A research team is developing what the partners claim will be the world’s largest binder-jet printer for sand molds, aiming to streamline production of castings for the nacelles of offshore wind turbines. Those molds may weigh over 60 metric tons and measure up to 9.5 meters in diameter, according to GE Renewable Energy, voxeljet AG, and the Fraunhofer Institute for Casting, Composite and Processing Technology.
The development program is already underway, and printer trials will start in 1Q 2022.
GE’s involvement supports its Haliade-X series of wind turbines, described as the most powerful offshore turbine now available, rated for a generating capacity of 14-, 13-, or 12 MW. As the turbines are designed with a 220-meter rotor and three 107-meter blades, the Haliade-X nacelle – or housing unit that sits atop the tower – is designed for structural and mechanical reliability, as well as environmental durability in offshore installations.
GE Renewable Energy forecasts rising demand for its offshore turbine product line, with offshore generating capacity projected to increase 15X by 2040, becoming a $1 trillion market.
“The 3D-printed molds will bring many benefits including improved casting quality through improved surface finish, part accuracy, and consistency,“ explained GE’s Juan Pablo Cilia, a senior additive design engineer. “Furthermore, sand binder-jet molds or additive molds provide cost savings by reducing machining time and other material costs due to optimized design. This unprecedented production technology will be a game changer for production efficiency allowing localized manufacturing in high cost countries, a key benefit for our customers looking to maximize the local economic development benefits of offshore wind.”
The additive manufacturing (3D printing) technology will be provided by voxeljet AG, a principle developer of binder-jet processes using molding sand: A sand binder is deposited by a printing head onto a bed of sand, building a mold in horizontal layers according to a pattern set by a CAD model of the finished product.
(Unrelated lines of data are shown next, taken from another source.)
//! LexiLearn Core - On-device scoring engine for dyslexia-support learning
//!
//! The crate hosts two deterministic engines behind a JSON and C boundary:
//!
//! - **Tracing**: reference path → arc-length checkpoints → per-sample corridor
//!   classification → live stats → end-of-gesture score
//! - **Assessment**: eight timed or counted tasks → per-task scores → overall
//!   average → support tier
//!
//! Around them sit the tracing content catalog, practice activity checks, the
//! progress history, and the score envelope encoder.

pub mod activities;
pub mod assessment;
pub mod config;
pub mod content;
pub mod encoder;
pub mod error;
pub mod geometry;
pub mod pipeline;
pub mod progress;
pub mod tracer;
pub mod types;

// FFI bindings for C interop (always available for cdylib/staticlib builds)
pub mod ffi;

pub use assessment::{
    assign_tier, AssessmentBattery, AssessmentSummary, AssessmentTrial, BatteryProgress,
    MemorySpanTask, TaskId, TaskScore, TaskScores,
};
pub use config::EngineConfig;
pub use content::TracingCatalog;
pub use encoder::{ScoreEncoder, ScoreEnvelope, ScoreRecord};
pub use error::EngineError;
pub use geometry::{GeometrySampler, ReferencePath};
pub use pipeline::{assessment_to_record, trace_to_record, LexiProcessor};
pub use progress::{ProgressRecord, ProgressStore};
pub use tracer::{TraceOutcome, TraceResult, TraceSession};
pub use types::{DifficultyTier, Point, ToleranceSettings};

/// Engine version embedded in all score envelopes
pub const ENGINE_VERSION: &str = env!("CARGO_PKG_VERSION");

/// Producer name for score envelopes
pub const PRODUCER_NAME: &str = "lexilearn-core";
The project will develop the Advance Casting Cell 3D printer, with financial support from Germany‘s Federal Ministry for Economic Affairs and Energy, cutting production time for the sand pattern and mold from 10 weeks to two weeks – with further benefits in carbon-emissions reduction due to the shorter production sequence and the possibility of on-site production that will reduce transport requirements.
“The test mold we printed for GE in 2019 consisted of dozens of individual parts,” voxeljet’s Christian Traeger reported. “With the ACC, we aim to print a significantly reduced number of parts for the full set. Added to that, the mold can be optimized in terms of functionality and material consumption. This optimization makes completely new casting designs possible that can further enhance the efficiency of the turbines.”
Fraunhofer IGCV is an industrial research institute dedicated to material science and manufacturing processes, as well as factory and enterprise networks. “We are taking a close look at thermal management during casting, and we will evaluate the ideal proportions of the printing materials,” explained Dr. Daniel Günther, of Fraunhofer IGCV. “Also, we will develop and test new approaches to process monitoring as part of the project.”
His Fraunhofer colleague Dr. Wolfram Volk added that the development will significantly improve the environmental footprint of processes involved in producing large-scale wind-turbine parts “We aim to optimize the mold printing to avoid extremely costly misprints or even miscasts, to save on binder and activator, and to improve mechanical and thermal behavior during casting.
Volk continued: “By developing a process that conserves resources as much as possible, we want to help to improve the environmental and cost balance in the manufacturing of wind turbines.”